Task instructions:
From the listing below, extract each line containing the string "Serialize".

Input for this task:

>>

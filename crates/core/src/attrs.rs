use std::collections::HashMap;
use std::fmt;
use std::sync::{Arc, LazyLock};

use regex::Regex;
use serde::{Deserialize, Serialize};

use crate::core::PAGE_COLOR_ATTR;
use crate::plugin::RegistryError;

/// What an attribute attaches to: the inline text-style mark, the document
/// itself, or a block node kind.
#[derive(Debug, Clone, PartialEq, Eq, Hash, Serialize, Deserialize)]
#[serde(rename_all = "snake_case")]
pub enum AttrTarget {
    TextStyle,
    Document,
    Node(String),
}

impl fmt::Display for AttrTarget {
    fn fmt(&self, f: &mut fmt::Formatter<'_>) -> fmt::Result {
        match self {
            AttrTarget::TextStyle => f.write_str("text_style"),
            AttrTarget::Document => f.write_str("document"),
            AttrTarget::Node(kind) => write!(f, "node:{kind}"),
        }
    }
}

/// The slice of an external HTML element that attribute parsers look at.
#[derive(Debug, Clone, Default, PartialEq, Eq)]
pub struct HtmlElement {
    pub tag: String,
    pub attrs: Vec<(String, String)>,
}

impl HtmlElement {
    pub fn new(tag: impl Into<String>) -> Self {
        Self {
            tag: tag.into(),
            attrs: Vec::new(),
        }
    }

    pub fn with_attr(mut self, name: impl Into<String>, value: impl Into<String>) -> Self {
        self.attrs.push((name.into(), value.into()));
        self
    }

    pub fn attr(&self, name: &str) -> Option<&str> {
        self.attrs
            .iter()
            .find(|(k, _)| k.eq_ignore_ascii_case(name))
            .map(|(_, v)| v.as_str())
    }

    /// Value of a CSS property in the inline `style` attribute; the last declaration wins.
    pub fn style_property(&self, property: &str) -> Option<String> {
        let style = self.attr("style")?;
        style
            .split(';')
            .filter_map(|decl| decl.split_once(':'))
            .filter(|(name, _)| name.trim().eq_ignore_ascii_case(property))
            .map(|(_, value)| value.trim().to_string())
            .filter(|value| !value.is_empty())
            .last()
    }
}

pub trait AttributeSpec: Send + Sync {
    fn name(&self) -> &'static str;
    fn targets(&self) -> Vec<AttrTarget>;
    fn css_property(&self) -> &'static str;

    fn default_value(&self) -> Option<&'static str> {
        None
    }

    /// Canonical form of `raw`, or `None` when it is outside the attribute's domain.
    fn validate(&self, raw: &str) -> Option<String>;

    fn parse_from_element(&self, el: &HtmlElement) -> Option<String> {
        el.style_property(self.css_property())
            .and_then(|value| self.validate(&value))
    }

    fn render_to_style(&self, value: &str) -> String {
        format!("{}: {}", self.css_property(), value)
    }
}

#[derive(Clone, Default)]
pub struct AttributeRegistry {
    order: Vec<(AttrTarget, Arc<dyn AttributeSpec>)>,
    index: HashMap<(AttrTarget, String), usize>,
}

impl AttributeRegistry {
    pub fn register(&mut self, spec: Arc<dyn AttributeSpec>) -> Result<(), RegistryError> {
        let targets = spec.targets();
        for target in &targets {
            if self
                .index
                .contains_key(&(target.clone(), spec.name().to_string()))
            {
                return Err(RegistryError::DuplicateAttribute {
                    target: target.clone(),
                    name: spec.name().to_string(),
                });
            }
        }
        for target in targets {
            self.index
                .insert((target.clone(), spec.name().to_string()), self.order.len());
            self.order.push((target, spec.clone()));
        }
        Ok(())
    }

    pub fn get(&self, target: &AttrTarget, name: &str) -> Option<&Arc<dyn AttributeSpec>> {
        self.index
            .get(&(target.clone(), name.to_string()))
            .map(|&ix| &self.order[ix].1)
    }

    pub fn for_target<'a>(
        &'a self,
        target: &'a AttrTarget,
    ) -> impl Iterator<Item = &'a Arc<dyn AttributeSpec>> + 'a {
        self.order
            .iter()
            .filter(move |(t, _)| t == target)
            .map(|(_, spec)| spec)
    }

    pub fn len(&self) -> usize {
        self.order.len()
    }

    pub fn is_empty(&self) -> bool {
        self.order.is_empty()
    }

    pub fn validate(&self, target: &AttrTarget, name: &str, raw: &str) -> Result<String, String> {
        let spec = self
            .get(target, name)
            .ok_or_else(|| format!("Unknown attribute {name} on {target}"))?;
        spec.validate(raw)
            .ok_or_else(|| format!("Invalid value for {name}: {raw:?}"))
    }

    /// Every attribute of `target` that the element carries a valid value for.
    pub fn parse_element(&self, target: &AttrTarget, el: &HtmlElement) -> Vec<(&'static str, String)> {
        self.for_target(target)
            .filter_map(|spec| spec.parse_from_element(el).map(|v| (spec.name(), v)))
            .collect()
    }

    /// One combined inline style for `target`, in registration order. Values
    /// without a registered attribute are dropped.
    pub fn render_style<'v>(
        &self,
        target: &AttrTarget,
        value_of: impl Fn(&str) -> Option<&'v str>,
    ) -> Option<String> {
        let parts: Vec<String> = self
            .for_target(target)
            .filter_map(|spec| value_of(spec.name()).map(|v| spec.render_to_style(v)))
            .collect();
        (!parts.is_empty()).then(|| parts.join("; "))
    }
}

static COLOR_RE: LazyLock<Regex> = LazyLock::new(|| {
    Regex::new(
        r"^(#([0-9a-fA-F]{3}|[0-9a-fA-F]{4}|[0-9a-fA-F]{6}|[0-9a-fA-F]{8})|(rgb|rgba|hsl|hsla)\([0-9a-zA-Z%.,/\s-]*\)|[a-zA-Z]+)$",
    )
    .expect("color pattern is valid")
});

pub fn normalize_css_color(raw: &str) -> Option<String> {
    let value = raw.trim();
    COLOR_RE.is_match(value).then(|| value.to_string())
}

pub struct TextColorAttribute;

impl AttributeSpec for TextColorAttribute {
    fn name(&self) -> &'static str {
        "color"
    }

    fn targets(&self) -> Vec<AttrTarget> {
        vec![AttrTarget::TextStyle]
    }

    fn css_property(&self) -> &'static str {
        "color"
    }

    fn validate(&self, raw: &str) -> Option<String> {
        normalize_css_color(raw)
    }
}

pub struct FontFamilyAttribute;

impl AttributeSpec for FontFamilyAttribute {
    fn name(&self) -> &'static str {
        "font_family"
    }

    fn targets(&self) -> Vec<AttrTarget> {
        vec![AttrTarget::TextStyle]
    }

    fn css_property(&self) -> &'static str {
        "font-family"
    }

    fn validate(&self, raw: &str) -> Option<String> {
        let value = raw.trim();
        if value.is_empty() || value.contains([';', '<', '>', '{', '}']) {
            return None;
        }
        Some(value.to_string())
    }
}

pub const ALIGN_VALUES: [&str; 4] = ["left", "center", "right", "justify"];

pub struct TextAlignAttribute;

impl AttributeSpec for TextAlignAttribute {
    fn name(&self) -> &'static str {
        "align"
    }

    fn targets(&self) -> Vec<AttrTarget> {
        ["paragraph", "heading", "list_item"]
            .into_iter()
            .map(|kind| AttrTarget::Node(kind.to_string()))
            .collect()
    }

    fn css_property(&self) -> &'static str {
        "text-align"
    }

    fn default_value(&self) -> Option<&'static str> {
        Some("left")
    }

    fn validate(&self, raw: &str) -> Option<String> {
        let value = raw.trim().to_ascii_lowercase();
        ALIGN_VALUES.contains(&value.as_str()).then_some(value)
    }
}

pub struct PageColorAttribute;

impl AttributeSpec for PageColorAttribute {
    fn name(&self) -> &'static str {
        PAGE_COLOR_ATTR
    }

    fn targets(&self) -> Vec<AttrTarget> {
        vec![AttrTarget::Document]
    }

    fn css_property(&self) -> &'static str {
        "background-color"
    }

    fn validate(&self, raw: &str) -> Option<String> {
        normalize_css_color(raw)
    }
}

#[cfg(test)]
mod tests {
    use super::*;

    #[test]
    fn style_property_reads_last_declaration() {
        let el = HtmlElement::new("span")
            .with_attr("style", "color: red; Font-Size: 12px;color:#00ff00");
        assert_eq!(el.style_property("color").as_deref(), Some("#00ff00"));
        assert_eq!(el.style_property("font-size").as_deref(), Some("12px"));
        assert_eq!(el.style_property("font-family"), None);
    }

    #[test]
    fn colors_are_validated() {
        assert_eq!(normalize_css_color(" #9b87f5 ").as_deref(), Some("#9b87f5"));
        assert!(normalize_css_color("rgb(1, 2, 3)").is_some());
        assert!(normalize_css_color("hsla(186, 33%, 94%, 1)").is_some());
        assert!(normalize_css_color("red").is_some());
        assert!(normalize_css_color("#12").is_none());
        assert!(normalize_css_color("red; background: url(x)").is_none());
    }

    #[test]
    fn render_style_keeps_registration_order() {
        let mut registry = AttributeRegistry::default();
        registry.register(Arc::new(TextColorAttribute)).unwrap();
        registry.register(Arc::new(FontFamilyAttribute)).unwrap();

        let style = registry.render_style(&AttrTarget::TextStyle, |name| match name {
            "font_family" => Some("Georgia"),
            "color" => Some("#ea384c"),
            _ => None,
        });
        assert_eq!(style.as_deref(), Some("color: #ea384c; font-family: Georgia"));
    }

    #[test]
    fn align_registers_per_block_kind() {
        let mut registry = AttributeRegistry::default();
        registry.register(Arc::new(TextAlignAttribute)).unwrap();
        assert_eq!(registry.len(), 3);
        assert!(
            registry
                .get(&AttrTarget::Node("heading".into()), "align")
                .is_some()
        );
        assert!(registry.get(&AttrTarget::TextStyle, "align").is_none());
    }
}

<<
>>

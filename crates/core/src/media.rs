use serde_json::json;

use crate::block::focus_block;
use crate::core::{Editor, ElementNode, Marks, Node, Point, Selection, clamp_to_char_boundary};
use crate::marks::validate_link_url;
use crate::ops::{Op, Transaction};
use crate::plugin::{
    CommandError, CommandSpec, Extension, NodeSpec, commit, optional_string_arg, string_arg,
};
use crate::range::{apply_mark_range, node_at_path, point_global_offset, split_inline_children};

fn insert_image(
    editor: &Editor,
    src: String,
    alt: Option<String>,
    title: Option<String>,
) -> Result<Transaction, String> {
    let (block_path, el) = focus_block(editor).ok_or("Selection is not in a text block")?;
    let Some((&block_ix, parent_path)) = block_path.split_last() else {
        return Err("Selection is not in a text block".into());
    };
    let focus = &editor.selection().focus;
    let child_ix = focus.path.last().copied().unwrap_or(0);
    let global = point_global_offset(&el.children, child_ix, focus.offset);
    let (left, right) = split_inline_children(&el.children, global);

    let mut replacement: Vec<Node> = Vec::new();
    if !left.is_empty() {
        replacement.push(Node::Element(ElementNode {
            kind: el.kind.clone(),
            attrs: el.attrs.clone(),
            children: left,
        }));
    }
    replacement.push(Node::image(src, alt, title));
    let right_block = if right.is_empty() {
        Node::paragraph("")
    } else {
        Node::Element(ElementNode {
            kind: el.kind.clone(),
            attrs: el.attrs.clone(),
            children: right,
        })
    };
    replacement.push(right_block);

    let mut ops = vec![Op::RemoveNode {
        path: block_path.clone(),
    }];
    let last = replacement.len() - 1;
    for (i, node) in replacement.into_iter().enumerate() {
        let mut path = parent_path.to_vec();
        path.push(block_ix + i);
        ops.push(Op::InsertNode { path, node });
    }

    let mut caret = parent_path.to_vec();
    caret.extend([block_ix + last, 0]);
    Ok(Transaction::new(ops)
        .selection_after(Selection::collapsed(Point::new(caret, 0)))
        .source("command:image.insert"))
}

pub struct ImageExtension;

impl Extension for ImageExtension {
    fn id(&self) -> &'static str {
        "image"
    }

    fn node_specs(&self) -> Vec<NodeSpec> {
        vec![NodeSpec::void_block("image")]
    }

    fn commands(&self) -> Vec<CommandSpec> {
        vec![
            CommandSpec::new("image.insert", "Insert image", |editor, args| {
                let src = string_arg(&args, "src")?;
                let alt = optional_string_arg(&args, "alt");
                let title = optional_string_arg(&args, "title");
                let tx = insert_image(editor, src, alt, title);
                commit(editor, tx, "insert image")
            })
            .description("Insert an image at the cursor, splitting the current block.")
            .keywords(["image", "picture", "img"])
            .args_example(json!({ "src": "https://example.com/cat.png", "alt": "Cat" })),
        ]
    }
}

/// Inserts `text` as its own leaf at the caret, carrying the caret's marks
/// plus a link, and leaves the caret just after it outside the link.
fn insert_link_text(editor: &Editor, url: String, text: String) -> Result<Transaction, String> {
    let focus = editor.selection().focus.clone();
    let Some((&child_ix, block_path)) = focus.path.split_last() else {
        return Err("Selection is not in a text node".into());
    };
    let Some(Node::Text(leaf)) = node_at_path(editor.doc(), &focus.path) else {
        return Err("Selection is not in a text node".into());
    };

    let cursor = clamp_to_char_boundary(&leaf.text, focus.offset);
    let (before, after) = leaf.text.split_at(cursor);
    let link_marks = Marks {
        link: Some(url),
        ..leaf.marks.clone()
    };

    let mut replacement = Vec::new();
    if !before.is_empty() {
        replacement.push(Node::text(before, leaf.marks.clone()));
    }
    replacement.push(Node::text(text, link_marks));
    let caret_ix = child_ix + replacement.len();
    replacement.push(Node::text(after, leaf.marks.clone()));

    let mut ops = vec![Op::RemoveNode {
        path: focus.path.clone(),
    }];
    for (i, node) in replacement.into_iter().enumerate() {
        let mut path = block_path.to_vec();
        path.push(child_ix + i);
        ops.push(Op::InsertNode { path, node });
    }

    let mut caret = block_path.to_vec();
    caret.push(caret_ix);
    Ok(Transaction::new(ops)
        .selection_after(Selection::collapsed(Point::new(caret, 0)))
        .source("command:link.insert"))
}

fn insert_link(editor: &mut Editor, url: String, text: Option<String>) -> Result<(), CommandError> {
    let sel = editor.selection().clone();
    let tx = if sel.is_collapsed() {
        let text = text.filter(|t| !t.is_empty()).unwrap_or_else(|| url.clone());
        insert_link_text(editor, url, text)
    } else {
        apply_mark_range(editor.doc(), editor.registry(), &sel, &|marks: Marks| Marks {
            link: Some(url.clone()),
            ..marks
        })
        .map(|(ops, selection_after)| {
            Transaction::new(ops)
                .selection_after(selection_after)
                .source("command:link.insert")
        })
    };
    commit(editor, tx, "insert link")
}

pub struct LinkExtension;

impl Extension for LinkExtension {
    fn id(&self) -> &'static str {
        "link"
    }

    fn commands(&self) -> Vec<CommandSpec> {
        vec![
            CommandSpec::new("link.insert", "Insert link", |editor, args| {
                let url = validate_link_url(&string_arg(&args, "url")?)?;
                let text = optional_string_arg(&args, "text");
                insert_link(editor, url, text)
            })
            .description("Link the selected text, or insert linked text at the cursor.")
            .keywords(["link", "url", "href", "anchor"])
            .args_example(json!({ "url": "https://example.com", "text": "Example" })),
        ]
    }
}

<<

Answer to the exercise:
use serde::{Deserialize, Serialize};
#[derive(Debug, Clone, PartialEq, Eq, Hash, Serialize, Deserialize)]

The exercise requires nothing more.